++++ DATA FOR THIS TASK ++++

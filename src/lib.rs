//! # wgcna-decisions
//!
//! Append-only decision logging for human-in-the-loop WGCNA pipeline runs.
//!
//! A long-running pipeline pauses at named gates; a human approves one of the
//! presented options; the choice and its rationale are appended to a markdown
//! log. A later session regenerates a compact resume snapshot from that log
//! plus the pipeline's on-disk artifacts.
//!
//! ## Example
//!
//! ```no_run
//! use std::path::Path;
//! use wgcna_decisions::{DecisionEntry, append_entry, parse_decisions};
//!
//! # fn main() -> wgcna_decisions::Result<()> {
//! let entry = DecisionEntry::new(
//!     "Gate C: Power and Network Type",
//!     "signed-hybrid, power=5",
//!     "Better fit/connectivity tradeoff.",
//! )
//! .with_options(["signed-hybrid, power=5", "signed, power=11"]);
//!
//! let log = Path::new("wgcna_decision_log.md");
//! append_entry(log, &entry)?;
//!
//! for decision in parse_decisions(log)? {
//!     println!("{} -> {}", decision.stage, decision.approved);
//! }
//! # Ok(())
//! # }
//! ```

pub mod error;
pub mod parser;
pub mod recorder;
pub mod snapshot;
pub mod types;

pub use error::{DecisionLogError, Result};
pub use parser::{NOT_RECORDED, parse_decisions};
pub use recorder::append_entry;
pub use snapshot::{DEFAULT_ARTIFACTS, ExportOptions, export_snapshot};
pub use types::{DecisionEntry, ParsedDecision};
//! Append-only markdown log writer for gate decisions.

use std::fs::{self, OpenOptions};
use std::io::Write;
use std::path::Path;

use crate::error::Result;
use crate::types::DecisionEntry;

/// Written once, when the log file is first created.
pub const LOG_HEADER: &str = "# WGCNA Decision Log\n\n";

/// Appends one serialized decision entry to the log at `log_path`, creating
/// the file with its title header if it does not exist yet.
///
/// A single blank line separates consecutive entries; the first entry in a
/// freshly created log follows the header directly. Appends never rewrite
/// earlier content, so two calls with identical arguments produce two entries.
pub fn append_entry(log_path: &Path, entry: &DecisionEntry) -> Result<()> {
    let existed = log_path.exists();
    if !existed {
        fs::write(log_path, LOG_HEADER)?;
    }

    let mut file = OpenOptions::new().append(true).open(log_path)?;
    if existed && file.metadata()?.len() > 0 {
        file.write_all(b"\n")?;
    }
    file.write_all(render_entry(entry).as_bytes())?;

    tracing::debug!(
        path = %log_path.display(),
        stage = %entry.stage,
        "appended decision entry"
    );
    Ok(())
}

/// Serializes one entry as a markdown block. The heading joins timestamp and
/// stage with a literal `" - "`, which the parser splits on to recover the
/// stage.
pub fn render_entry(entry: &DecisionEntry) -> String {
    let options_block = non_empty_or(bulletize(&entry.options_presented), "- [not provided]");
    let risks_block = non_empty_or(bulletize(&entry.deferred_risks), "- None noted");

    let lines = [
        format!("## {} - {}", entry.timestamp, entry.stage),
        String::new(),
        "### Options presented".to_string(),
        options_block,
        String::new(),
        "### Approved option".to_string(),
        format!("- {}", entry.approved_option.trim()),
        String::new(),
        "### Rationale".to_string(),
        entry.rationale.trim().to_string(),
        String::new(),
        "### Deferred risks".to_string(),
        risks_block,
        String::new(),
    ];
    lines.join("\n")
}

/// One `- ` bullet per item, trimmed; items that are blank after trimming are
/// dropped rather than written as empty bullets.
fn bulletize(values: &[String]) -> String {
    values
        .iter()
        .map(|v| v.trim())
        .filter(|v| !v.is_empty())
        .map(|v| format!("- {v}"))
        .collect::<Vec<_>>()
        .join("\n")
}

fn non_empty_or(block: String, fallback: &str) -> String {
    if block.is_empty() {
        fallback.to_string()
    } else {
        block
    }
}

#[cfg(test)]
mod tests {
    use super::*;
    use crate::types::DecisionEntry;
    use pretty_assertions::assert_eq;

    fn gate_a() -> DecisionEntry {
        DecisionEntry::new("Gate A", "keep defaults", "No outliers detected.")
            .with_timestamp("2024-05-01T10:00:00")
    }

    #[test]
    fn renders_placeholders_for_empty_lists() {
        let rendered = render_entry(&gate_a());
        let expected = "\
## 2024-05-01T10:00:00 - Gate A

### Options presented
- [not provided]

### Approved option
- keep defaults

### Rationale
No outliers detected.

### Deferred risks
- None noted
";
        assert_eq!(rendered, expected);
    }

    #[test]
    fn blank_list_items_are_dropped() {
        let entry = gate_a().with_options(["  ", "Option A", ""]);
        let rendered = render_entry(&entry);
        assert!(rendered.contains("### Options presented\n- Option A\n\n### Approved option"));
    }

    #[test]
    fn first_entry_follows_header_without_extra_blank_line() {
        let dir = tempfile::tempdir().unwrap();
        let log = dir.path().join("wgcna_decision_log.md");

        append_entry(&log, &gate_a()).unwrap();

        let content = std::fs::read_to_string(&log).unwrap();
        assert!(content.starts_with("# WGCNA Decision Log\n\n## 2024-05-01T10:00:00 - Gate A\n"));
    }

    #[test]
    fn one_blank_line_separates_consecutive_entries() {
        let dir = tempfile::tempdir().unwrap();
        let log = dir.path().join("wgcna_decision_log.md");

        let first = gate_a();
        let second = DecisionEntry::new("Gate B", "power=6", "Best scale-free fit.")
            .with_timestamp("2024-05-01T11:00:00");
        append_entry(&log, &first).unwrap();
        append_entry(&log, &second).unwrap();

        let content = std::fs::read_to_string(&log).unwrap();
        let expected = format!(
            "{LOG_HEADER}{}\n{}",
            render_entry(&first),
            render_entry(&second)
        );
        assert_eq!(content, expected);
    }

    #[test]
    fn fails_when_parent_directory_is_missing() {
        let dir = tempfile::tempdir().unwrap();
        let log = dir.path().join("missing").join("log.md");
        assert!(append_entry(&log, &gate_a()).is_err());
    }
}
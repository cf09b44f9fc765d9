//! wgcna-decisions CLI - gate decision logging and resume snapshots.

use clap::{Parser, Subcommand};
use serde_json::json;
use std::path::PathBuf;
use tracing_subscriber::EnvFilter;
use wgcna_decisions::{
    DecisionEntry, DecisionLogError, ExportOptions, Result, append_entry, export_snapshot,
};

#[derive(Parser, Debug)]
#[command(name = "wgcna-decisions")]
#[command(version, about, long_about = None)]
struct Cli {
    #[command(subcommand)]
    command: Commands,

    #[arg(short, long, global = true, help = "Output as JSON")]
    json: bool,
}

#[derive(Subcommand, Debug)]
enum Commands {
    #[command(about = "Append a human-approved checkpoint decision to the log")]
    Record {
        #[arg(long, help = "Pipeline stage name")]
        stage: String,

        #[arg(long, help = "Option approved by the human reviewer")]
        approved_option: String,

        #[arg(long, help = "Short reason for why the approved option was selected")]
        rationale: String,

        #[arg(
            long = "option",
            help = "An option that was presented. Repeat for multiple options."
        )]
        options: Vec<String>,

        #[arg(
            long = "deferred-risk",
            help = "A risk deferred or accepted. Repeat for multiple risks."
        )]
        deferred_risks: Vec<String>,

        #[arg(long, help = "ISO timestamp override (default: now in local time)")]
        timestamp: Option<String>,

        #[arg(
            long,
            default_value = "wgcna_decision_log.md",
            help = "Path to decision log markdown file"
        )]
        log_path: PathBuf,
    },

    #[command(about = "Export a markdown snapshot for reliable session resumption")]
    Export {
        #[arg(
            long,
            default_value = ".",
            help = "Run workspace directory containing outputs"
        )]
        workspace_dir: PathBuf,

        #[arg(
            long,
            default_value = "wgcna_decision_log.md",
            help = "Decision log path, relative to workspace unless absolute"
        )]
        decision_log: String,

        #[arg(
            long,
            default_value = "wgcna_resume_snapshot.md",
            help = "Output markdown path, relative to workspace unless absolute"
        )]
        output_path: String,

        #[arg(long = "artifact", help = "Extra artifact path to include (repeatable)")]
        artifacts: Vec<String>,
    },
}

fn main() {
    tracing_subscriber::fmt()
        .with_env_filter(EnvFilter::from_default_env())
        .with_writer(std::io::stderr)
        .init();

    let cli = Cli::parse();

    if let Err(e) = run(cli) {
        eprintln!("Error: {e}");
        std::process::exit(e.exit_code());
    }
}

fn run(cli: Cli) -> Result<()> {
    match cli.command {
        Commands::Record {
            stage,
            approved_option,
            rationale,
            options,
            deferred_risks,
            timestamp,
            log_path,
        } => {
            require_non_empty("stage", &stage)?;
            require_non_empty("approved-option", &approved_option)?;
            require_non_empty("rationale", &rationale)?;

            let mut entry = DecisionEntry::new(stage, approved_option, rationale)
                .with_options(options)
                .with_deferred_risks(deferred_risks);
            if let Some(timestamp) = timestamp {
                entry = entry.with_timestamp(timestamp);
            }

            append_entry(&log_path, &entry)?;

            if cli.json {
                println!(
                    "{}",
                    serde_json::to_string_pretty(&json!({ "log_path": log_path }))?
                );
            } else {
                println!("Appended decision entry to {}", log_path.display());
            }
        }
        Commands::Export {
            workspace_dir,
            decision_log,
            output_path,
            artifacts,
        } => {
            let opts = ExportOptions {
                workspace_dir,
                decision_log,
                output_path,
                artifacts,
            };
            let written = export_snapshot(&opts)?;

            if cli.json {
                println!(
                    "{}",
                    serde_json::to_string_pretty(&json!({ "output_path": written }))?
                );
            } else {
                println!("Wrote resume snapshot to {}", written.display());
            }
        }
    }

    Ok(())
}

fn require_non_empty(field: &'static str, value: &str) -> Result<()> {
    if value.trim().is_empty() {
        return Err(DecisionLogError::EmptyField(field));
    }
    Ok(())
}
use thiserror::Error;

#[derive(Error, Debug)]
pub enum DecisionLogError {
    #[error("Required value for `{0}` is empty")]
    EmptyField(&'static str),

    #[error("IO error: {0}")]
    Io(#[from] std::io::Error),

    #[error("Serialization error: {0}")]
    Serialization(#[from] serde_json::Error),
}

impl DecisionLogError {
    pub const fn exit_code(&self) -> i32 {
        match self {
            Self::EmptyField(_) => 3,
            Self::Io(_) | Self::Serialization(_) => 10,
        }
    }
}

pub type Result<T> = std::result::Result<T, DecisionLogError>;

++++

* **WORK REQUEST**:
Which lines of the entries above contain the string "rendered"? Copy each one.

* **EXERCISE RESULT**:
        let rendered = render_entry(&gate_a());
        assert_eq!(rendered, expected);
        let rendered = render_entry(&entry);
        assert!(rendered.contains("### Options presented\n- Option A\n\n### Approved option"));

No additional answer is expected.